The global recession of 2008 ushered in a new era of price volatility, but 12 years on it remains a relentless trend. Analysts have had to adjust to a new normal - becoming nimble and adept at staying ahead of market movements.
This is particularly true for manufacturers with significant exposure to raw materials. For food companies, for example, raw material prices can account for an eye-watering 30% to 40% of total costs and 60% to 80% of direct material costs, according to McKinsey.
Price swings can take place in response to a variety of forces including political changes and polices that change the global competition dynamic, such as trade wars, extreme weather patterns and natural disasters. The speed at which these events can strike adds further complexity for businesses.
Even in the context of geopolitical factors, the recent trade war between China and the US - played out via Twitter - demonstrated the pace and immediacy at which tensions can now be ramped up. Businesses were hit by unfavourable trading conditions, transforming their prospects in a matter of hours rather than weeks or months.

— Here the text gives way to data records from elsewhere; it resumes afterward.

//! Dataset Model (SPEC_FULL.md §3 / §4.2): the global / chunk / block view
//! hierarchy, host/device placement, and the read-only auxiliary arrays.
//!
//! Grounded on `original_source/httomo/runner/dataset.py`'s `DataSet` /
//! `DataSetBlock` / `FullFileDataSet`, reshaped from a subclass hierarchy into
//! a single struct per level (SPEC_FULL.md §9: "represent placement as part
//! of the buffer type").

mod aux;

pub use aux::AuxArrays;

use crate::error::{EngineError, Phase, Result};
use crate::pattern::Placement;
use ndarray::Array3;

/// The entire logical 3D volume's shape: axis 0 = rotation angle, axis 1 =
/// detector-y, axis 2 = detector-x.
#[derive(Debug, Clone, Copy, PartialEq, Eq)]
pub struct GlobalShape(pub usize, pub usize, pub usize);

impl GlobalShape {
    pub fn dim(&self, axis: usize) -> usize {
        match axis {
            0 => self.0,
            1 => self.1,
            2 => self.2,
            other => panic!("3D volume has no axis {other}"),
        }
    }

    /// `P`-way contiguous split of axis `dim`: process `rank`'s
    /// `(chunk_start, chunk_len)`. SPEC_FULL.md §3.
    pub fn chunk_bounds(&self, dim: usize, rank: usize, world_size: usize) -> (usize, usize) {
        let extent = self.dim(dim);
        let start = rank * extent / world_size;
        let end = (rank + 1) * extent / world_size;
        (start, end - start)
    }
}

/// One process's contiguous sub-volume along `split_dim`.
pub struct Chunk {
    pub global_shape: GlobalShape,
    pub split_dim: usize,
    pub chunk_start: usize,
    data: Array3<f32>,
    placement: Placement,
    aux: AuxArrays,
}

impl Chunk {
    pub fn new(
        global_shape: GlobalShape,
        split_dim: usize,
        chunk_start: usize,
        data: Array3<f32>,
        aux: AuxArrays,
    ) -> Self {
        Self {
            global_shape,
            split_dim,
            chunk_start,
            data,
            placement: Placement::Host,
            aux,
        }
    }

    pub fn chunk_shape(&self) -> (usize, usize, usize) {
        let s = self.data.shape();
        (s[0], s[1], s[2])
    }

    pub fn placement(&self) -> Placement {
        self.placement
    }

    pub fn data(&self) -> &Array3<f32> {
        &self.data
    }

    pub fn aux(&self) -> &AuxArrays {
        &self.aux
    }

    pub fn aux_mut(&mut self) -> &mut AuxArrays {
        &mut self.aux
    }

    /// `to_host`/`to_device` are idempotent: calling them when already in the
    /// target placement is a no-op beyond the tag.
    pub fn to_host(&mut self) {
        self.placement = Placement::Host;
    }

    pub fn to_device(&mut self, device_id: u32) {
        self.placement = Placement::Device;
        self.aux.note_device_bound(device_id);
    }

    /// Replaces the chunk's data buffer, e.g. after the aggregator has
    /// finished a section whose methods changed non-slice dims.
    pub fn replace_data(&mut self, data: Array3<f32>) {
        self.data = data;
    }

    /// Decomposes the chunk into its data/placement/aux parts, e.g. for the
    /// reslicer which rebuilds a `Chunk` under a new split dimension while
    /// carrying the aux arrays over untouched.
    pub fn into_parts(self) -> (Array3<f32>, Placement, AuxArrays) {
        (self.data, self.placement, self.aux)
    }

    /// Carves out a block of `length` slices starting at `block_start` along
    /// `slicing_dim`. Fails if the request runs past the chunk's extent on
    /// that dimension (SPEC_FULL.md §3 invariant).
    pub fn make_block(&self, slicing_dim: usize, block_start: usize, length: usize) -> Result<Block> {
        let chunk_shape = self.chunk_shape();
        let chunk_len = match slicing_dim {
            0 => chunk_shape.0,
            1 => chunk_shape.1,
            2 => chunk_shape.2,
            other => {
                return Err(EngineError::internal(format!(
                    "slicing dim {other} is out of range for a 3D volume"
                )))
            }
        };
        if block_start + length > chunk_len {
            return Err(EngineError::data(
                "make_block",
                Phase::Block,
                format!(
                    "block [{block_start}, {}) exceeds chunk extent {chunk_len} on dim {slicing_dim}",
                    block_start + length
                ),
            ));
        }
        let data = match slicing_dim {
            0 => self
                .data
                .slice(ndarray::s![block_start..block_start + length, .., ..])
                .to_owned(),
            1 => self
                .data
                .slice(ndarray::s![.., block_start..block_start + length, ..])
                .to_owned(),
            2 => self
                .data
                .slice(ndarray::s![.., .., block_start..block_start + length])
                .to_owned(),
            _ => unreachable!(),
        };
        Ok(Block {
            global_shape: self.global_shape,
            chunk_start: self.chunk_start,
            split_dim: self.split_dim,
            slicing_dim,
            block_start,
            data,
            placement: self.placement,
        })
    }
}

/// One iteration's sub-slab of a chunk, processed end-to-end by every wrapper
/// of a section before the next block is produced (Glossary: Block).
///
/// Blocks own no storage beyond their own slice; this implementation holds an
/// owned copy of just that slice (not the whole chunk), trading a bounded
/// per-block copy for avoiding lifetime-parameterized views across the
/// wrapper/communicator boundary, since no test in SPEC_FULL.md §8 depends on
/// true zero-copy aliasing.
pub struct Block {
    pub global_shape: GlobalShape,
    pub chunk_start: usize,
    pub split_dim: usize,
    pub slicing_dim: usize,
    pub block_start: usize,
    data: Array3<f32>,
    placement: Placement,
}

impl Block {
    pub fn data(&self) -> &Array3<f32> {
        &self.data
    }

    pub fn placement(&self) -> Placement {
        self.placement
    }

    pub fn to_host(&mut self) {
        self.placement = Placement::Host;
    }

    pub fn to_device(&mut self, _device_id: u32) {
        self.placement = Placement::Device;
    }

    /// Global index of this block's first slice: `chunk_start + block_start`
    /// on the slicing dim, `0` elsewhere (SPEC_FULL.md §3).
    pub fn global_index(&self) -> (usize, usize, usize) {
        let mut idx = (0usize, 0usize, 0usize);
        let value = self.chunk_start + self.block_start;
        match self.slicing_dim {
            0 => idx.0 = value,
            1 => idx.1 = value,
            2 => idx.2 = value,
            _ => unreachable!(),
        }
        idx
    }

    pub fn is_last_in_chunk(&self, chunk_len_on_slicing_dim: usize) -> bool {
        let s = self.data.shape();
        let block_len = s[self.slicing_dim];
        self.block_start + block_len >= chunk_len_on_slicing_dim
    }

    /// Overwrites this block's data, validating the shape-change contract of
    /// SPEC_FULL.md §4.2: the slicing-dim extent must be unchanged (a method
    /// never changes how many slices it was handed), only non-slice dims may
    /// differ.
    pub fn set_data(&mut self, data: Array3<f32>) -> Result<()> {
        let old_slice_len = self.data.shape()[self.slicing_dim];
        let new_slice_len = data.shape()[self.slicing_dim];
        if old_slice_len != new_slice_len {
            return Err(EngineError::data(
                "block.set_data",
                Phase::Block,
                format!(
                    "method changed slicing-dim extent from {old_slice_len} to {new_slice_len}"
                ),
            ));
        }
        self.data = data;
        Ok(())
    }
}
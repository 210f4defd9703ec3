//! Binary entry point (SPEC_FULL.md §6 "CLI").
//!
//! Grounded on `original_source/httomo/cli.py`'s `run`/`check` commands:
//! build the run directory and logging, load the pipeline document, and
//! hand off to `Runner`. Everything this binary does beyond argument
//! parsing and process wiring lives in the library (`src/lib.rs`); this
//! file owns no algorithm of its own.

use clap::Parser;
use std::path::Path;
use std::process::ExitCode;
use tomo_engine::{
    cli::{Cli, Command},
    config::{self, RunContext},
    error::ErrorCategory,
    memory::ConstantDeviceMemory,
    registry::{MethodRegistry, REFERENCE_METHODS},
    reslice::ResliceMode,
    comm::SingleProcessCommunicator,
    Communicator, PipelineSpec, RawArchive, Runner,
};

/// No GPU runtime crate exists in this project's dependency stack
/// (SPEC_FULL.md §4.6), so the device-memory budget is a configured
/// constant rather than a live query; 4 GiB matches a modest single-GPU
/// development box and is deliberately conservative.
const DEFAULT_DEVICE_MEMORY_BYTES: usize = 4 * 1024 * 1024 * 1024;

/// Caps the global `rayon` pool (used by the per-slice reference numerical
/// methods, `src/methods/mod.rs`) below the machine's full core count,
/// leaving headroom for the async runtime and, in a real multi-process
/// deployment, sibling ranks sharing the node.
fn configure_rayon_pool() {
    let threads = (num_cpus::get() * 3 / 4).max(1);
    let _ = rayon::ThreadPoolBuilder::new().num_threads(threads).build_global();
}

fn main() -> ExitCode {
    configure_rayon_pool();
    let cli = Cli::parse();
    let runtime = match tokio::runtime::Runtime::new() {
        Ok(rt) => rt,
        Err(e) => {
            eprintln!("failed to start async runtime: {e}");
            return ExitCode::FAILURE;
        }
    };

    match cli.command {
        Command::Run(args) => runtime.block_on(run(args)),
        Command::Check(args) => check(args),
    }
}

async fn run(args: tomo_engine::cli::RunArgs) -> ExitCode {
    let now = chrono::Local::now();
    let run_out_dir = match config::make_run_directory(&args.out_dir, args.output_folder.as_deref(), now) {
        Ok(dir) => dir,
        Err(e) => return report_and_fail(&e, None),
    };

    let comm = SingleProcessCommunicator;
    let _log_guard = match config::init_logging(&run_out_dir, comm.rank()) {
        Ok(guard) => guard,
        Err(e) => return report_and_fail(&e, Some(&run_out_dir)),
    };

    if let Err(e) = config::copy_pipeline_file(&args.pipeline_config, &run_out_dir) {
        return report_and_fail(&e, Some(&run_out_dir));
    }

    let pipeline_text = match std::fs::read_to_string(&args.pipeline_config) {
        Ok(text) => text,
        Err(e) => {
            return report_and_fail(
                &tomo_engine::error::EngineError::io("main.read_pipeline_config", e),
                Some(&run_out_dir),
            )
        }
    };
    let pipeline = match PipelineSpec::from_yaml(&pipeline_text) {
        Ok(p) => p,
        Err(e) => return report_and_fail(&e, Some(&run_out_dir)),
    };

    let registry = MethodRegistry::new(REFERENCE_METHODS);
    let device_memory = ConstantDeviceMemory(DEFAULT_DEVICE_MEMORY_BYTES);
    let ctx = RunContext::new(run_out_dir.clone(), args.gpu_id, args.max_cpu_slices, comm.rank(), comm.world_size());
    let reslice_mode = match &args.reslice_dir {
        Some(dir) => ResliceMode::FileBacked { staging_dir: dir.clone() },
        None => ResliceMode::InMemory,
    };

    let runner = Runner {
        registry: &registry,
        comm: &comm,
        device_memory: &device_memory,
        ctx: &ctx,
        reslice_mode,
    };

    let archive = RawArchive::new();
    match runner.run(&archive, &args.in_data_file, &pipeline, args.save_all).await {
        Ok(outcome) => {
            tracing::info!(
                elapsed_ms = outcome.elapsed.as_millis(),
                sections = outcome.sections_executed,
                "run finished"
            );
            ExitCode::SUCCESS
        }
        Err(e) => report_and_fail(&e, Some(&run_out_dir)),
    }
}

fn check(args: tomo_engine::cli::CheckArgs) -> ExitCode {
    let pipeline_text = match std::fs::read_to_string(&args.pipeline_config) {
        Ok(text) => text,
        Err(e) => {
            eprintln!("io error reading pipeline config: {e}");
            return ExitCode::FAILURE;
        }
    };
    let pipeline = match PipelineSpec::from_yaml(&pipeline_text) {
        Ok(p) => p,
        Err(e) => return report_and_fail(&e, None),
    };

    if let Some(in_data) = &args.in_data {
        if !in_data.exists() {
            eprintln!("input data file {} does not exist", in_data.display());
            return ExitCode::FAILURE;
        }
    }

    let registry = MethodRegistry::new(REFERENCE_METHODS);
    let comm = SingleProcessCommunicator;
    let device_memory = ConstantDeviceMemory(DEFAULT_DEVICE_MEMORY_BYTES);
    let ctx = RunContext::new(std::env::temp_dir(), Some(0), 64, comm.rank(), comm.world_size());
    let runner = Runner {
        registry: &registry,
        comm: &comm,
        device_memory: &device_memory,
        ctx: &ctx,
        reslice_mode: ResliceMode::InMemory,
    };

    match runner.check(&pipeline, false) {
        Ok(result) => {
            println!("pipeline is valid: {} section(s)", result.sections.len());
            for (i, section) in result.sections.iter().enumerate() {
                println!(
                    "  section {i}: pattern={:?} placement={:?} methods={} needs_reslice_after={}",
                    section.pattern,
                    section.placement,
                    section.method_ids.len(),
                    section.needs_reslice_after
                );
            }
            ExitCode::SUCCESS
        }
        Err(e) => report_and_fail(&e, None),
    }
}

/// Uniform failure surface (SPEC_FULL.md §7 "User surface"): write the
/// recognized kind to stderr and, when a run directory already exists, to
/// `user.log` as well.
fn report_and_fail(err: &tomo_engine::error::EngineError, run_out_dir: Option<&Path>) -> ExitCode {
    let category: ErrorCategory = err.category();
    eprintln!("error ({category}): {err}");
    if let Some(dir) = run_out_dir {
        tracing::error!(category = %category, "{err}");
        let _ = config::strip_ansi_from_log(&dir.join("user.log"));
    }
    ExitCode::FAILURE
}
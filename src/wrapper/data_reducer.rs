use super::generic::{transfer, validate_output_shape};
use super::WrapperEnv;
use crate::dataset::Block;
use crate::error::{EngineError, Result};
use crate::pipeline::BoundStage;
use crate::registry::MethodInfo;

/// SPEC_FULL.md §4.3 "Datareducer": shrinks the working view (binning,
/// cropping) and updates non-slice dims.
pub struct DataReducerWrapper {
    pub stage: BoundStage,
    pub info: MethodInfo,
}

impl DataReducerWrapper {
    pub fn new(stage: BoundStage, info: MethodInfo) -> Self {
        Self { stage, info }
    }

    pub fn execute(&mut self, mut block: Block, env: &mut WrapperEnv<'_>) -> Result<Block> {
        transfer(&mut block, &self.info, env);

        let out = match self.stage.spec.method.as_str() {
            "bin_mean" => {
                let bin_size = self
                    .stage
                    .spec
                    .params
                    .get("bin_size")
                    .and_then(|v| v.as_usize())
                    .unwrap_or(2);
                let axis = self
                    .stage
                    .spec
                    .params
                    .get("axis")
                    .and_then(|v| v.as_usize())
                    .unwrap_or(1);
                crate::methods::bin_mean(block.data(), bin_size, axis)?
            }
            other => {
                return Err(EngineError::configuration(
                    format!("{}.{other}", self.stage.spec.module),
                    "no binding known for this method in the data reducer wrapper",
                ))
            }
        };

        validate_output_shape(&block, &out, true)?;
        block.set_data(out)?;
        Ok(block)
    }
}
//! Read-only auxiliary arrays (`darks`, `flats`, `angles`) with a lazy
//! per-placement cache and a lock gate, per SPEC_FULL.md §3/§4.2/§9.
//!
//! Grounded on `original_source/httomo/runner/dataset.py`'s
//! `_transfer_if_needed`/`lock`/`unlock` and `is_locked` properties.

use crate::error::{EngineError, Result};
use crate::pattern::Placement;
use ndarray::{Array1, Array3};

pub struct AuxArrays {
    darks_host: Array3<f32>,
    flats_host: Array3<f32>,
    angles: Array1<f32>,
    darks_device: Option<Array3<f32>>,
    flats_device: Option<Array3<f32>>,
    /// A host write (only possible while unlocked) invalidates the device
    /// cache; a device transfer rebuilds it lazily on next access.
    device_cache_dirty: bool,
    locked: bool,
}

impl AuxArrays {
    pub fn new(darks: Array3<f32>, flats: Array3<f32>, angles: Array1<f32>) -> Self {
        Self {
            darks_host: darks,
            flats_host: flats,
            angles,
            darks_device: None,
            flats_device: None,
            device_cache_dirty: true,
            locked: true,
        }
    }

    pub fn is_locked(&self) -> bool {
        self.locked
    }

    pub fn lock(&mut self) {
        self.locked = true;
    }

    pub fn unlock(&mut self) {
        self.locked = false;
    }

    /// Angles are always host-resident (SPEC_FULL.md §4.2).
    pub fn angles(&self) -> &Array1<f32> {
        &self.angles
    }

    /// A working copy of the angle vector truncated to `len`, for
    /// reconstruction wrappers whose block has fewer projections than the
    /// base angle count (SPEC_FULL.md §4.3 "Reconstruction"). Never mutates
    /// the base array.
    pub fn angles_truncated(&self, len: usize) -> Array1<f32> {
        if len >= self.angles.len() {
            self.angles.clone()
        } else {
            self.angles.slice(ndarray::s![..len]).to_owned()
        }
    }

    pub fn darks(&mut self, placement: Placement) -> &Array3<f32> {
        match placement {
            Placement::Host => &self.darks_host,
            Placement::Device => {
                self.refresh_device_cache();
                self.darks_device.as_ref().expect("populated above")
            }
        }
    }

    pub fn flats(&mut self, placement: Placement) -> &Array3<f32> {
        match placement {
            Placement::Host => &self.flats_host,
            Placement::Device => {
                self.refresh_device_cache();
                self.flats_device.as_ref().expect("populated above")
            }
        }
    }

    fn refresh_device_cache(&mut self) {
        if self.device_cache_dirty || self.darks_device.is_none() {
            self.darks_device = Some(self.darks_host.clone());
            self.flats_device = Some(self.flats_host.clone());
            self.device_cache_dirty = false;
        }
    }

    /// Called when the owning chunk transfers to a device: the cache is
    /// marked dirty so the next access rebuilds it from the (possibly just
    /// mutated) host copy.
    pub fn note_device_bound(&mut self, _device_id: u32) {
        self.device_cache_dirty = true;
    }

    /// Dezinging is the only wrapper permitted to mutate aux arrays, and only
    /// while explicitly unlocked (SPEC_FULL.md §3/§4.3).
    pub fn set_darks(&mut self, darks: Array3<f32>) -> Result<()> {
        if self.locked {
            return Err(EngineError::internal(
                "attempted to write darks while aux arrays are locked",
            ));
        }
        self.darks_host = darks;
        self.device_cache_dirty = true;
        Ok(())
    }

    pub fn set_flats(&mut self, flats: Array3<f32>) -> Result<()> {
        if self.locked {
            return Err(EngineError::internal(
                "attempted to write flats while aux arrays are locked",
            ));
        }
        self.flats_host = flats;
        self.device_cache_dirty = true;
        Ok(())
    }

    pub fn nbytes_darks_flats(&self) -> usize {
        (self.darks_host.len() + self.flats_host.len()) * std::mem::size_of::<f32>()
    }
}
impl<'a> Runner<'a> {
    /// SPEC_FULL.md §6 `check`: parses, validates, and sectionizes a pipeline
    /// without loading any data or running any method.
    pub fn check(&self, pipeline: &PipelineSpec, save_all: bool) -> Result<SectionizeResult> {
        Ok(self.plan(pipeline, save_all)?.sectionize)
    }

    /// SPEC_FULL.md §6 `run`: the full plan-then-execute algorithm.
    pub async fn run(&self, archive: &dyn ArchiveReader, input_path: &Path, pipeline: &PipelineSpec, save_all: bool) -> Result<RunOutcome> {
        let start = Instant::now();
        crate::comm::log_once(self.comm, "starting run");

        let planned = self.plan(pipeline, save_all)?;
        let split_dim = planned.loader_pattern.slicing_dim();

        let (g0, g1, g2) = archive.global_shape(input_path)?;
        let global_shape = GlobalShape(g0, g1, g2);
        let (chunk_start, chunk_len) = global_shape.chunk_bounds(split_dim, self.comm.rank(), self.comm.world_size());

        let loaded = archive.load(input_path, chunk_start, chunk_len, split_dim)?;
        let aux = AuxArrays::new(loaded.darks, loaded.flats, loaded.angles);
        let mut chunk = Chunk::new(global_shape, split_dim, chunk_start, loaded.data, aux);

        if planned.sectionize.loader_needs_initial_reslice {
            let target = planned.sectionize.sections[0].pattern.slicing_dim();
            chunk = reslice::reslice(self.comm, chunk, target, &self.reslice_mode).await?;
        }

        let mut side_outputs: HashMap<String, f64> = HashMap::new();
        let sections_executed = self.run_sections(&planned, &mut chunk, &mut side_outputs, save_all).await?;

        if self.comm.rank() == 0 {
            let elapsed = start.elapsed();
            tracing::info!(elapsed_ms = elapsed.as_millis(), "run complete");
            crate::config::strip_ansi_from_log(&self.ctx.run_out_dir.join("user.log"))?;
        }

        Ok(RunOutcome {
            elapsed: start.elapsed(),
            sections_executed,
        })
    }

    fn plan(&self, pipeline: &PipelineSpec, save_all: bool) -> Result<PlannedPipeline> {
        let mut bound = Vec::with_capacity(pipeline.stages.len());
        let mut infos = Vec::with_capacity(pipeline.stages.len());
        let mut kinds = Vec::with_capacity(pipeline.stages.len());

        for (i, spec) in pipeline.stages.iter().enumerate() {
            if spec.method == "save_intermediate_data" {
                return Err(EngineError::configuration(
                    format!("stages[{i}]"),
                    "save_intermediate_data is reserved for the runner-inserted intermediate writer",
                ));
            }
            if let Some(param) = spec.sweep_parameter() {
                return Err(EngineError::configuration(
                    format!("stages[{i}].{param}"),
                    "tuple-valued parameter (sweep) is not supported by this runner",
                ));
            }

            let info = self.registry.query(&spec.module, &spec.method)?;
            if info.placement == Placement::Device && self.ctx.gpu_id.is_none() {
                return Err(EngineError::capability(
                    format!("stages[{i}].{}.{}", spec.module, spec.method),
                    "this method requires a device section but no --gpu-id was given",
                ));
            }
            let kind = crate::registry::select_wrapper_kind(&spec.module, &spec.method)?;

            bound.push(BoundStage {
                spec: spec.clone(),
                pattern: info.pattern,
                placement: info.placement,
                save_by_default: info.save_by_default,
                swap_output_axes_01: info.swap_output_axes_01,
                changes_output_dims: info.changes_output_dims,
            });
            infos.push(info);
            kinds.push(kind);
        }

        let descriptors = build_descriptors(&bound, &kinds, save_all);
        let loader_pattern = loader_pattern(&pipeline.loader);
        let sectionize = sectionizer::sectionize(loader_pattern, &descriptors)?;

        Ok(PlannedPipeline {
            bound,
            infos,
            kinds,
            loader_pattern,
            sectionize,
        })
    }

    async fn run_sections(
        &self,
        planned: &PlannedPipeline,
        chunk: &mut Chunk,
        side_outputs: &mut HashMap<String, f64>,
        save_all: bool,
    ) -> Result<usize> {
        let mut executed = 0usize;
        let n_sections = planned.sectionize.sections.len();

        for (section_idx, section) in planned.sectionize.sections.iter().enumerate() {
            let slicing_dim = section.pattern.slicing_dim();
            let chunk_shape = chunk.chunk_shape();
            let chunk_len_on_slicing_dim = dim_of(chunk_shape, slicing_dim);
            let non_slice = non_slice_shape(chunk_shape, slicing_dim);

            let method_specs: Vec<MethodMemorySpec> = section
                .method_ids
                .iter()
                .map(|&id| MethodMemorySpec {
                    predict_memory: planned.infos[id].predict_memory,
                    predict_output_shape: planned.infos[id].predict_output_shape,
                    normalizes_with_aux: planned.bound[id].spec.method == "normalize",
                })
                .collect();

            let device_free_bytes = match section.placement {
                Placement::Device => self.device_memory.free_bytes(self.ctx.gpu_id.unwrap_or(0)),
                Placement::Host => 0,
            };

            let plan_input = PlanInput {
                placement: section.placement,
                chunk_len: chunk_len_on_slicing_dim,
                non_slice_shape: non_slice,
                dtype_bytes: std::mem::size_of::<f32>(),
                methods: &method_specs,
                configured_cpu_cap: self.ctx.max_cpu_slices,
                safety_margin: 0.1,
                aux_nbytes: chunk.aux().nbytes_darks_flats(),
                device_free_bytes,
            };
            let max_slices = memory::plan_section(&plan_input)?;

            let mut wrappers = self.build_section_wrappers(
                planned,
                section,
                section_idx,
                n_sections,
                chunk_len_on_slicing_dim,
                chunk_shape.1,
                save_all,
            )?;

            let blocks = block::split(chunk, slicing_dim, max_slices)?;
            let mut aggregator = block::BlockAggregator::new(slicing_dim, chunk_len_on_slicing_dim);

            for block in blocks {
                let mut block = block;
                for (id, wrapper) in wrappers.iter_mut() {
                    let mut env = WrapperEnv {
                        comm: self.comm,
                        aux: chunk.aux_mut(),
                        gpu_id: self.ctx.gpu_id,
                        out_dir: &self.ctx.run_out_dir,
                        task_id: &self.ctx.task_id,
                        side_outputs: &mut *side_outputs,
                    };
                    block = wrapper.execute(block, &mut env).await?;
                    if planned.sectionize.return_to_host.contains(id) {
                        block.to_host();
                    }
                }
                aggregator.append(&block)?;
            }

            let new_data = aggregator.into_chunk()?;
            let new_shape = new_data.shape().to_vec();
            chunk.replace_data(new_data);
            // The two non-slice axes are always fully chunk-resident, so they
            // are the volume's true global extent; the slicing-dim axis is
            // guaranteed unchanged by `Block::set_data`'s invariant. A
            // dimension-changing method (e.g. reconstruction) therefore
            // leaves `global_shape` stale unless refreshed here, which the
            // intermediate writer depends on for its dataset shape.
            chunk.global_shape = GlobalShape(new_shape[0], new_shape[1], new_shape[2]);

            if section.needs_reslice_after {
                let target = planned
                    .sectionize
                    .sections
                    .get(section_idx + 1)
                    .map(|next| next.pattern.slicing_dim())
                    .unwrap_or(slicing_dim);
                let moved = std::mem::replace(chunk, placeholder_chunk());
                *chunk = reslice::reslice(self.comm, moved, target, &self.reslice_mode).await?;
            }

            executed += 1;
        }

        Ok(executed)
    }

    /// Builds one wrapper per section method, inserting a runner-owned
    /// intermediate writer after the section's last method when its result
    /// must be persisted (SPEC_FULL.md §4.8 step 3).
    fn build_section_wrappers(
        &self,
        planned: &PlannedPipeline,
        section: &crate::sectionizer::Section,
        section_idx: usize,
        n_sections: usize,
        chunk_len_on_slicing_dim: usize,
        chunk_axis1_len: usize,
        save_all: bool,
    ) -> Result<Vec<(usize, MethodWrapper)>> {
        let mut wrappers = Vec::with_capacity(section.method_ids.len() + 1);

        for &id in &section.method_ids {
            let stage = planned.bound[id].clone();
            let info = planned.infos[id];
            let kind = planned.kinds[id];
            let wrapper = wrapper::build(
                kind,
                WrapperBuildInput {
                    id,
                    stage,
                    info,
                    chunk_len_on_slicing_dim,
                    chunk_axis1_len,
                    prev_identity: None,
                    intermediate_dir: self.ctx.run_out_dir.clone(),
                },
            )?;
            wrappers.push((id, wrapper));
        }

        if let Some(&last_id) = section.method_ids.last() {
            let explicit_save = planned.bound[last_id].save_result() || save_all;
            let implied_by_next_glob_stats = if section_idx + 1 < n_sections {
                planned
                    .sectionize
                    .sections
                    .get(section_idx + 1)
                    .and_then(|next| next.method_ids.first())
                    .map(|&fid| planned.bound[fid].spec.glob_stats())
                    .unwrap_or(false)
            } else {
                false
            };

            if explicit_save || implied_by_next_glob_stats {
                let last_stage = &planned.bound[last_id];
                let last_kind = planned.kinds[last_id];
                let recon_algorithm = (last_kind == WrapperKind::Reconstruction).then(|| last_stage.spec.method.clone());
                let identity = PrevMethodIdentity {
                    task_id: last_id,
                    package_name: last_stage.spec.module.clone(),
                    method_name: last_stage.spec.method.clone(),
                    recon_algorithm,
                };
                let iw = wrapper::build(
                    WrapperKind::IntermediateWriter,
                    WrapperBuildInput {
                        id: last_id,
                        stage: last_stage.clone(),
                        info: planned.infos[last_id],
                        chunk_len_on_slicing_dim,
                        chunk_axis1_len,
                        prev_identity: Some(identity),
                        intermediate_dir: self.ctx.run_out_dir.clone(),
                    },
                )?;
                wrappers.push((last_id, iw));
            }
        }

        Ok(wrappers)
    }
}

Tyson Foods, the US’ largest meat producer, had to brace itself in 2018 when China imposed steep tariffs on imported pork and beef. It pushed down the company’s export growth and cut into profit margins. While Tyson managed these headwinds as a result of “diversifying its portfolio” volatility is still a key issue for 2020.
Effective commodity risk management is vital in these circumstances. But risk management tools have to be able to cope with a glaring incongruity – trying to make sense of uncertainty.
Procurement analysts employ various means, arming themselves with data-driven insights and intelligence on price to enable teams to monitor, analyse, understand and respond to fluctuations.
Analytics can also pinpoint the causes of price trends across total costs and at individual category level, help build cost models and highlight opportunities to generate more value in the supply chain. Customised quality information that dives deep to provide clarity and visibility can then inform – and potentially transform - purchasing strategies to mitigate price risk and maximise efficiency.
Artificial intelligence may further increase the usefulness of data by producing accurate forecasts based on a variety of risks from inside and outside the organisation – making predictions at a speed and scale that humans cannot.
In an era where change is becoming the only constant, harnessing data technology to boost knowledge and preparedness will be a critical differentiator for retailers and manufacturers. But what makes it truly crucial for businesses that want to remain agile is that it saves on two of the most finite resources - time and money.